In 1835, Cincinnati Township was abolished due to annexations by the City of Cincinnati, and Storrs Township was erected from the western portion of Cincinnati Township that included the Stone estate. The same year, Sedamsville was incorporated as a village within the township limits.[2]
Storrs Township's location on the Ohio River near Cincinnati made it a stop for fugitive slaves following the Underground Railroad into Ohio. In a high-profile incident in 1856, Margaret Garner escaped into Storrs Township with her family before killing or wounding her children in a bid to keep them out of the hands of slave catchers. Under the Fugitive Slave Act of 1850, she was returned to her enslaver in Kentucky.[3]
On November 12, 1869, the Hamilton County Board of County Commissioners granted Cincinnati's request to annex Storrs Township, including the villages of Sedamsville and Price Hill, but excluding the small portion already incorporated as the Village of Riverside.[4] [5] [6] [7] These annexations took effect on February 28, 1870.[8] In 1887, the annexed territory was also transferred from Storrs Township to Cincinnati Township, to ensure that Cincinnati and its paper township remained coextensive.[9]

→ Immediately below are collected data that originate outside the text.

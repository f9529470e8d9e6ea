// SPDX-License-Identifier: Apache-2.0
// © James Ross Ω FLYING•ROBOTS <https://github.com/flyingrobots>
//! Namespace table used to resolve tag tokens to IRIs.
//!
//! Resolution is lexical: a token is either an `<iri>`, a `prefix:local` name
//! expanded through a [`PrefixMap`], an absolute IRI, or a relative reference
//! resolved against the table's base. IRI syntax itself is checked by
//! `oxiri`, through [`NamedNode::new`].

use std::collections::BTreeMap;

use oxrdf::{IriParseError, NamedNode};
use thiserror::Error;

/// Errors raised while resolving tokens.
#[derive(Debug, Error, Clone, PartialEq, Eq)]
pub enum IriError {
    /// Token was empty after trimming.
    #[error("empty IRI token")]
    Empty,
    /// The expanded text is not a valid absolute IRI.
    #[error("invalid IRI `{iri}`: {reason}")]
    Invalid {
        /// Offending text, after expansion.
        iri: String,
        /// Parser message.
        reason: String,
    },
    /// A prefixed name used a prefix missing from the table.
    #[error("unknown prefix `{prefix}` in `{token}`")]
    UnknownPrefix {
        /// Prefix part of the token (without the colon).
        prefix: String,
        /// Full token as written.
        token: String,
    },
    /// A relative name was given but the table has no base IRI.
    #[error("relative name `{0}` with no base IRI")]
    NoBase(String),
    /// Blank-node labels cannot name anything a table resolves.
    #[error("blank node label `{0}` cannot be resolved to an IRI")]
    BlankLabel(String),
}

impl IriError {
    fn invalid(iri: &str, err: &IriParseError) -> Self {
        Self::Invalid {
            iri: iri.to_owned(),
            reason: err.to_string(),
        }
    }
}

/// Parses `value` as an absolute IRI.
pub fn named_node(value: &str) -> Result<NamedNode, IriError> {
    NamedNode::new(value).map_err(|err| IriError::invalid(value, &err))
}

/// Namespace table: prefix → namespace IRI, plus an optional base.
///
/// Keys are stored canonically: a trailing `:` is stripped, so `"ex:"` and
/// `"ex"` name the same prefix, and the default prefix is the empty string.
#[derive(Debug, Clone, Default, PartialEq, Eq)]
pub struct PrefixMap {
    prefixes: BTreeMap<String, NamedNode>,
    base: Option<NamedNode>,
}

impl PrefixMap {
    /// Creates an empty table without a base.
    pub fn new() -> Self {
        Self::default()
    }

    /// Builds a table from `(prefix, namespace)` pairs.
    pub fn from_pairs<I, K, V>(pairs: I) -> Result<Self, IriError>
    where
        I: IntoIterator<Item = (K, V)>,
        K: AsRef<str>,
        V: AsRef<str>,
    {
        let mut map = Self::new();
        for (prefix, namespace) in pairs {
            map.insert(prefix.as_ref(), named_node(namespace.as_ref())?);
        }
        Ok(map)
    }

    /// Sets the base IRI used for relative names.
    pub fn with_base(mut self, base: NamedNode) -> Self {
        self.base = Some(base);
        self
    }

    /// Inserts or replaces a prefix; returns the previous namespace.
    pub fn insert(&mut self, prefix: &str, namespace: NamedNode) -> Option<NamedNode> {
        self.prefixes.insert(canonical_key(prefix).to_owned(), namespace)
    }

    /// Looks up the namespace bound to `prefix`.
    pub fn get(&self, prefix: &str) -> Option<&NamedNode> {
        self.prefixes.get(canonical_key(prefix))
    }

    /// Base IRI, when one is set.
    pub fn base(&self) -> Option<&NamedNode> {
        self.base.as_ref()
    }

    /// Iterates prefixes in sorted order.
    pub fn iter(&self) -> impl Iterator<Item = (&str, &NamedNode)> {
        self.prefixes.iter().map(|(k, v)| (k.as_str(), v))
    }

    /// Number of declared prefixes.
    pub fn len(&self) -> usize {
        self.prefixes.len()
    }

    /// True when no prefixes are declared.
    pub fn is_empty(&self) -> bool {
        self.prefixes.is_empty()
    }

    /// Resolves a token written in this table's lexical context.
    pub fn resolve(&self, token: &str) -> Result<NamedNode, IriError> {
        let token = token.trim();
        if token.is_empty() {
            return Err(IriError::Empty);
        }
        if let Some(inner) = token.strip_prefix('<').and_then(|t| t.strip_suffix('>')) {
            return match (NamedNode::new(inner), &self.base) {
                (Ok(node), _) => Ok(node),
                (Err(_), Some(_)) => self.join_base(inner),
                (Err(err), None) => Err(IriError::invalid(inner, &err)),
            };
        }
        if token.starts_with("_:") {
            return Err(IriError::BlankLabel(token.to_owned()));
        }
        match token.split_once(':') {
            Some((prefix, local)) => {
                if let Some(namespace) = self.prefixes.get(prefix) {
                    return named_node(&format!("{}{local}", namespace.as_str()));
                }
                if local.starts_with("//") || prefix.eq_ignore_ascii_case("urn") {
                    return named_node(token);
                }
                Err(IriError::UnknownPrefix {
                    prefix: prefix.to_owned(),
                    token: token.to_owned(),
                })
            }
            None => self.join_base(token),
        }
    }

    fn join_base(&self, relative: &str) -> Result<NamedNode, IriError> {
        let base = self
            .base
            .as_ref()
            .ok_or_else(|| IriError::NoBase(relative.to_owned()))?;
        let base = oxiri::Iri::parse(base.as_str())
            .map_err(|err| IriError::invalid(base.as_str(), &err))?;
        base.resolve(relative)
            .map(|iri| NamedNode::new_unchecked(iri.into_inner()))
            .map_err(|err| IriError::invalid(relative, &err))
    }
}

fn canonical_key(prefix: &str) -> &str {
    prefix.strip_suffix(':').unwrap_or(prefix)
}

/// Serde adapter storing a [`NamedNode`] as its bare IRI text.
pub(crate) mod as_str {
    use oxrdf::NamedNode;
    use serde::{de::Error as _, Deserialize, Deserializer, Serializer};

    pub(crate) fn serialize<S: Serializer>(node: &NamedNode, ser: S) -> Result<S::Ok, S::Error> {
        ser.serialize_str(node.as_str())
    }

    pub(crate) fn deserialize<'de, D: Deserializer<'de>>(de: D) -> Result<NamedNode, D::Error> {
        let text = String::deserialize(de)?;
        NamedNode::new(text).map_err(D::Error::custom)
    }
}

In 1890, at the end of a congressional redistricting process, the Ohio Republican Party discovered that, when the county commissioners annexed the eastern portion of Storrs Township to Cincinnati Township, they had neglected to attach the remaining within Riverside to Delhi Township. The 200 eligible voters in Riverside voted in their own precinct, still nominally in Storrs Township. The wording of the redistricting act inadvertently omitted this precinct from any congressional district. This discrepancy had been overlooked in the 1882, 1884, and 1886 redistricting acts but gave the Republicans a last-minute opportunity to invalidate the Ohio Democratic Party's newest gerrymandering scheme and gain multiple seats in the United States House of Representatives.[10]
In its original form, Storrs Township was bounded by the Ohio River to the south, Delhi Township to the west, Millcreek Township to the north, and Cincinnati to the east across Mill Creek.[11] [12] This area today corresponds to the Cincinnati neighborhoods of Sedamsville, Lower Price Hill, and East Price Hill, as well as the easternmost part of Riverside.
In 1847, the Ohio General Assembly established a road district within the township for the purpose of grading and paving streets.[13] In the 1850s, two plank roads ran through the township, one of them a toll road called the Storrs Township Turnpike and the other a free road leading to the Anderson Ferry.[14]
The section leased to Ethan Stone was the township's ministerial land, with a stipulation that proceeds from the sale or sublease of land were to be used for the funding of Christian churches and schools in the township.[15] The state administered the land, collected rent, and disbursed the funds to the churches.[16] In 1949, five churches in the former Storrs Township filed with the City of Cincinnati to receive disbursements totaling $3,000. In 1968, the Ohio State Auditor stopped disbursing the funds after the United States Supreme Court declared such arrangements unconstitutional. In 1973, the auditor was authorized to sell the land to the 145 lessees of in Green, Delhi, and Storrs townships for one year's rent, with the proceeds going to local school districts.[17] [18]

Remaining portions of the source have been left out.